Stored data
::::::

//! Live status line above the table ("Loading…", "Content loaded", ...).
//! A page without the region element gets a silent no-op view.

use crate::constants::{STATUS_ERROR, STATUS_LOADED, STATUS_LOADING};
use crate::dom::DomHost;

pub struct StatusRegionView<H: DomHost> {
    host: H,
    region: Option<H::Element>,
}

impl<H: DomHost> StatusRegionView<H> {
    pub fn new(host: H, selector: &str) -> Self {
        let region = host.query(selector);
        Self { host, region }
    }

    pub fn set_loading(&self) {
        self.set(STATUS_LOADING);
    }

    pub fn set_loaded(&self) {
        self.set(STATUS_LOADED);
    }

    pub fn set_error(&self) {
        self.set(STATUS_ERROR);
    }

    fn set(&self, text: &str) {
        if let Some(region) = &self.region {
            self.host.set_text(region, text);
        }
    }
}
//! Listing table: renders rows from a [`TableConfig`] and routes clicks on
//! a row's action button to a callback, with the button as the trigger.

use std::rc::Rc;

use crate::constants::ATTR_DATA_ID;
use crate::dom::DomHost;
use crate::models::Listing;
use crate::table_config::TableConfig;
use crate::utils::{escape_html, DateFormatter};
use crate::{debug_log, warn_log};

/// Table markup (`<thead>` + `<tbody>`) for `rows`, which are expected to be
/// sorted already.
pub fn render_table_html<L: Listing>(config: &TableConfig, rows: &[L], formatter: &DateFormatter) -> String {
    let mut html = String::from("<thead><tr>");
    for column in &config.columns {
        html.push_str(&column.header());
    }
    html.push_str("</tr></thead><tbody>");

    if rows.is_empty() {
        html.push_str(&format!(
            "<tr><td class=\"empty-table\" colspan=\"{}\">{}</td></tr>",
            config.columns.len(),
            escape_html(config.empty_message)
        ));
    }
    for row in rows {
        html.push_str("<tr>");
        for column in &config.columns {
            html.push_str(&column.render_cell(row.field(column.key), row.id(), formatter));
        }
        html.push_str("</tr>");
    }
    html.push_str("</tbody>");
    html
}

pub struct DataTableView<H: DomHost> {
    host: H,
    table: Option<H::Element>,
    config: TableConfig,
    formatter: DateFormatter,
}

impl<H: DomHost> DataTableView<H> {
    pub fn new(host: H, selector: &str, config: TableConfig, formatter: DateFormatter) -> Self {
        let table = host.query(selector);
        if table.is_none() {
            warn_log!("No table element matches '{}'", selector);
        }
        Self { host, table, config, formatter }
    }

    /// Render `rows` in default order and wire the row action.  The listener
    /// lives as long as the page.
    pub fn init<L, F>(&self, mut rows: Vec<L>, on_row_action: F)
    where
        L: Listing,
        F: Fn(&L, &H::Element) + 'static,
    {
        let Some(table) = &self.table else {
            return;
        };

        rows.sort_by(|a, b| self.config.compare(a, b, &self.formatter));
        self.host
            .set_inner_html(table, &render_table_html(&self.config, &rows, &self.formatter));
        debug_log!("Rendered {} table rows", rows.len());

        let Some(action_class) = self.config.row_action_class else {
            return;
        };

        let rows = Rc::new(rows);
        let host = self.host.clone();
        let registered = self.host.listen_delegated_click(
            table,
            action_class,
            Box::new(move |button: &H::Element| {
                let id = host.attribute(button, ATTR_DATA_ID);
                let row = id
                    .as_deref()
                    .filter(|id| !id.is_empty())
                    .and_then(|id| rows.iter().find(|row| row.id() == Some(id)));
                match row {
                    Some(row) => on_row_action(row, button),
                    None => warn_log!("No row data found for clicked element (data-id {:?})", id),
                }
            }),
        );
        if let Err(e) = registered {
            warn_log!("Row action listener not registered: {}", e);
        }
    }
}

::::::

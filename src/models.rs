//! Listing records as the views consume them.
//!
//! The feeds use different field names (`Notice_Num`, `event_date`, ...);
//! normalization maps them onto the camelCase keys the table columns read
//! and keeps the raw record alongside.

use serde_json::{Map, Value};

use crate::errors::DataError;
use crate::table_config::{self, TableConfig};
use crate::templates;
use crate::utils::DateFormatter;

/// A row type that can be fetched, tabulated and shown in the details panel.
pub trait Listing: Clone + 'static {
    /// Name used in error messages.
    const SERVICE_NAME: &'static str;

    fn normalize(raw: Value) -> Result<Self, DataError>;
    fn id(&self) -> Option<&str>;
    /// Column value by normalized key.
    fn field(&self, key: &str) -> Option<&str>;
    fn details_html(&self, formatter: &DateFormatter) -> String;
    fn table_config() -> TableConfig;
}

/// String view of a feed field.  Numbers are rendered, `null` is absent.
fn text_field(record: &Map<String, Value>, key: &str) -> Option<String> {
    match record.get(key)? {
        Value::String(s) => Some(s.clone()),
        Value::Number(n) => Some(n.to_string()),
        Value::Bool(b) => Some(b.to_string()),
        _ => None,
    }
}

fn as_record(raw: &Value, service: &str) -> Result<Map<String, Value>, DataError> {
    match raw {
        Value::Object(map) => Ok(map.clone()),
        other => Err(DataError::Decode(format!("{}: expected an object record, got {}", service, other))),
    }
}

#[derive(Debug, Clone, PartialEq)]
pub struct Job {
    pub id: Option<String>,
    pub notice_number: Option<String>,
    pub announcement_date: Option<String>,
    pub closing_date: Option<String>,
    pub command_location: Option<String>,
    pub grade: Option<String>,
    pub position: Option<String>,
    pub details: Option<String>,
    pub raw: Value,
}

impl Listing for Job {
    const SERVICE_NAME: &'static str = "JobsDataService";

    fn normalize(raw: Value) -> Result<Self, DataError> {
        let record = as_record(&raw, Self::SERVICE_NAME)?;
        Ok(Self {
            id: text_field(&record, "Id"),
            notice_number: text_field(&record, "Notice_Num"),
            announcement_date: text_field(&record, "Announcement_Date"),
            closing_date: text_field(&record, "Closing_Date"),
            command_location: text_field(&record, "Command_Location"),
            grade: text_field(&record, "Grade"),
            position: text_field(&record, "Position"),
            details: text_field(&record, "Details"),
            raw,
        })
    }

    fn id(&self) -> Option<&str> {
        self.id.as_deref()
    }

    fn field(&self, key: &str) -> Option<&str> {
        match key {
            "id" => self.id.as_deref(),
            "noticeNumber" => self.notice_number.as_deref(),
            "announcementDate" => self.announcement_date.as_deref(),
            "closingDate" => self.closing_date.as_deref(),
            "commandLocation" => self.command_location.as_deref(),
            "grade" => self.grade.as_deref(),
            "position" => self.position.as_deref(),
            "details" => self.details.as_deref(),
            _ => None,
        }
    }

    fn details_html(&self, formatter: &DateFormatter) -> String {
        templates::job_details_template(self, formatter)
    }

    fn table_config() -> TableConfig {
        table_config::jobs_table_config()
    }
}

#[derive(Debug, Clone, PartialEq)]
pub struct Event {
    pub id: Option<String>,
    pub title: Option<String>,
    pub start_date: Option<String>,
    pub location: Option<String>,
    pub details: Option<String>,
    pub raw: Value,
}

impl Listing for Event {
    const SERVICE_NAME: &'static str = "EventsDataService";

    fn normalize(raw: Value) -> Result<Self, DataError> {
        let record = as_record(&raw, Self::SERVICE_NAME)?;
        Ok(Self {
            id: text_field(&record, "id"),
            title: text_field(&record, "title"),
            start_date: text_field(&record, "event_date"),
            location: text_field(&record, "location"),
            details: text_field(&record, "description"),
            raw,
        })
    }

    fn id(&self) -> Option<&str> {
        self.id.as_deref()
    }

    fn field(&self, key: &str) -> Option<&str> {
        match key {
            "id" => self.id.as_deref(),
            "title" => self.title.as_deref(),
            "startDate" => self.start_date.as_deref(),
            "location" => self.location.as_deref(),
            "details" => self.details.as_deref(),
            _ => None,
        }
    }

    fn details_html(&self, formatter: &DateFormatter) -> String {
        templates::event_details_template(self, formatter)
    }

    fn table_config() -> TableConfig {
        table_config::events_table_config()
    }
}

::::::

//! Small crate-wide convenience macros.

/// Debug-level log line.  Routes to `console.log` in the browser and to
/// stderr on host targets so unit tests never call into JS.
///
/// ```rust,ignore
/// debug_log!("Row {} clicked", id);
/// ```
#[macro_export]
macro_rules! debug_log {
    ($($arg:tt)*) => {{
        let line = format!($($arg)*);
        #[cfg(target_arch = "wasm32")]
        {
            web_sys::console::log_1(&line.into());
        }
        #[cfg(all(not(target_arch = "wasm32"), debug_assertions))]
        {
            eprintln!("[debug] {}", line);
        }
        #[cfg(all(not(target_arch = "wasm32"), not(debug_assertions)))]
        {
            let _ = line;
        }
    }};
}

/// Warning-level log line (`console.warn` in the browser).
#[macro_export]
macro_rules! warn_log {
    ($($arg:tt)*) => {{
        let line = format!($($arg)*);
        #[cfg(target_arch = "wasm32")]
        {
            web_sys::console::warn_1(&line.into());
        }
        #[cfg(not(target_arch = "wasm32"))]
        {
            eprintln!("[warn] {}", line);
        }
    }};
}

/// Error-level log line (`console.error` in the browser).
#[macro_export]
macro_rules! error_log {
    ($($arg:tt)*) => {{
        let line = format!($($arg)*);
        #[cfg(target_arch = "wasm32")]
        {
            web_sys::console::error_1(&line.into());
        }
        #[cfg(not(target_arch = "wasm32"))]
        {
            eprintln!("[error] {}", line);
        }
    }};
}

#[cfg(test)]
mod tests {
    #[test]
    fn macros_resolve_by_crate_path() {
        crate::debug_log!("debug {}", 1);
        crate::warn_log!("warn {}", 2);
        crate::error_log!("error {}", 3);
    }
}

::::::

Problem to solve: Only a number is expected: how many lines of the data include the string "DateFormatter".

Response to this exercise: 8